- Obama Pivots on Troops in Afghanistan
- October 26, 2015
- Law Firm: McDonald Hopkins LLC - Cleveland Office
- President Barack Obama had long pledged not to leave troops in Afghanistan beyond the end of his term in January 2017. In a major policy shift, Obama announced this week that he will stop its military withdrawal from Afghanistan and will leave more than 5,000 troops in the country beyond the end of his term.
Under the amended plan the 9,800 troops currently in the country will stay there through most of 2016. Rather than a drawdown to a normal embassy presence in Kabul by the end of next year, the number of troops will drop to 5,500.
In comments given by Obama when announcing the new policy, the president made it clear that despite the change he doesn't “support the idea of endless war.”

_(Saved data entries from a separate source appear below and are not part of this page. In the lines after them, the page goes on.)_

impl<'a> Reader<'a> {
    fn u8(&mut self) -> Option<u8> {
        let byte = *self.data.get(self.pos)?;
        self.pos += 1;
        Some(byte)
    }

    fn u16(&mut self) -> Option<usize> {
        let bytes = self.data.get(self.pos..self.pos + 2)?;
        self.pos += 2;
        Some(usize::from(u16::from_be_bytes([bytes[0], bytes[1]])))
    }

    fn bytes(&mut self, len: usize) -> Option<&'a [u8]> {
        let bytes = self.data.get(self.pos..self.pos + len)?;
        self.pos += len;
        Some(bytes)
    }

    /// name-length, name, value-length, value.
    fn attribute(&mut self) -> Option<(&'a [u8], &'a [u8])> {
        let name_len = self.u16()?;
        let name = self.bytes(name_len)?;
        let value_len = self.u16()?;
        let value = self.bytes(value_len)?;
        Some((name, value))
    }
}

// ---------------------------------------------------------------------------
// Encoder
// ---------------------------------------------------------------------------

/// Encode a response: header, groups in order, end-of-attributes tag.
pub fn encode(response: &IppResponse) -> Vec<u8> {
    let mut buf = Vec::with_capacity(512);
    write_message(
        &mut buf,
        (response.version_major, response.version_minor),
        response.status,
        response.request_id,
        &response.groups,
    );
    buf
}

fn write_message(
    buf: &mut Vec<u8>,
    version: (u8, u8),
    code: u16,
    request_id: u32,
    groups: &[AttributeGroup],
) {
    buf.push(version.0);
    buf.push(version.1);
    buf.extend_from_slice(&code.to_be_bytes());
    buf.extend_from_slice(&request_id.to_be_bytes());

    for group in groups {
        buf.push(group.tag.as_u8());
        for attribute in &group.attributes {
            write_attribute(buf, attribute);
        }
    }

    buf.push(TAG_END_OF_ATTRIBUTES);
}

/// Only the first value carries the name; the rest are additional values.
fn write_attribute(buf: &mut Vec<u8>, attribute: &IppAttribute) {
    for (i, value) in attribute.values.iter().enumerate() {
        let name = if i == 0 { attribute.name.as_bytes() } else { &[] };
        write_field(buf, value.tag(), name, &value.to_bytes());
    }
}

fn write_field(buf: &mut Vec<u8>, value_tag: u8, name: &[u8], value: &[u8]) {
    buf.push(value_tag);
    write_length_prefixed(buf, name);
    write_length_prefixed(buf, value);
}

fn write_length_prefixed(buf: &mut Vec<u8>, bytes: &[u8]) {
    let len = u16::try_from(bytes.len()).unwrap_or_else(|_| {
        warn!(len = bytes.len(), "IPP field longer than 65535 bytes -- truncated");
        u16::MAX
    });
    buf.extend_from_slice(&len.to_be_bytes());
    buf.extend_from_slice(&bytes[..usize::from(len)]);
}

Obama went on to say, “I have repeatedly argued against marching into open-ended military conflicts that do not serve our core security interests. Yet, given what’s at stake in Afghanistan, the opportunity for a stable and committed ally that can partner with us in preventing the emergence of future threats, and the fact that we have an international coalition, I’m firmly convinced that we should make this extra effort.”
The shift in policy seems to be an acknowledgment that Afghan forces are struggling to keep Taliban forces in check. It also comes after mounting pressure on Obama from the Pentagon and Congress to keep troops in the country.
Obama said he made the decision after speaking with Afghan leaders, members of Congress, and international partners, and he emphasized that the U.S. commitment to Afghanistan “remains firm.”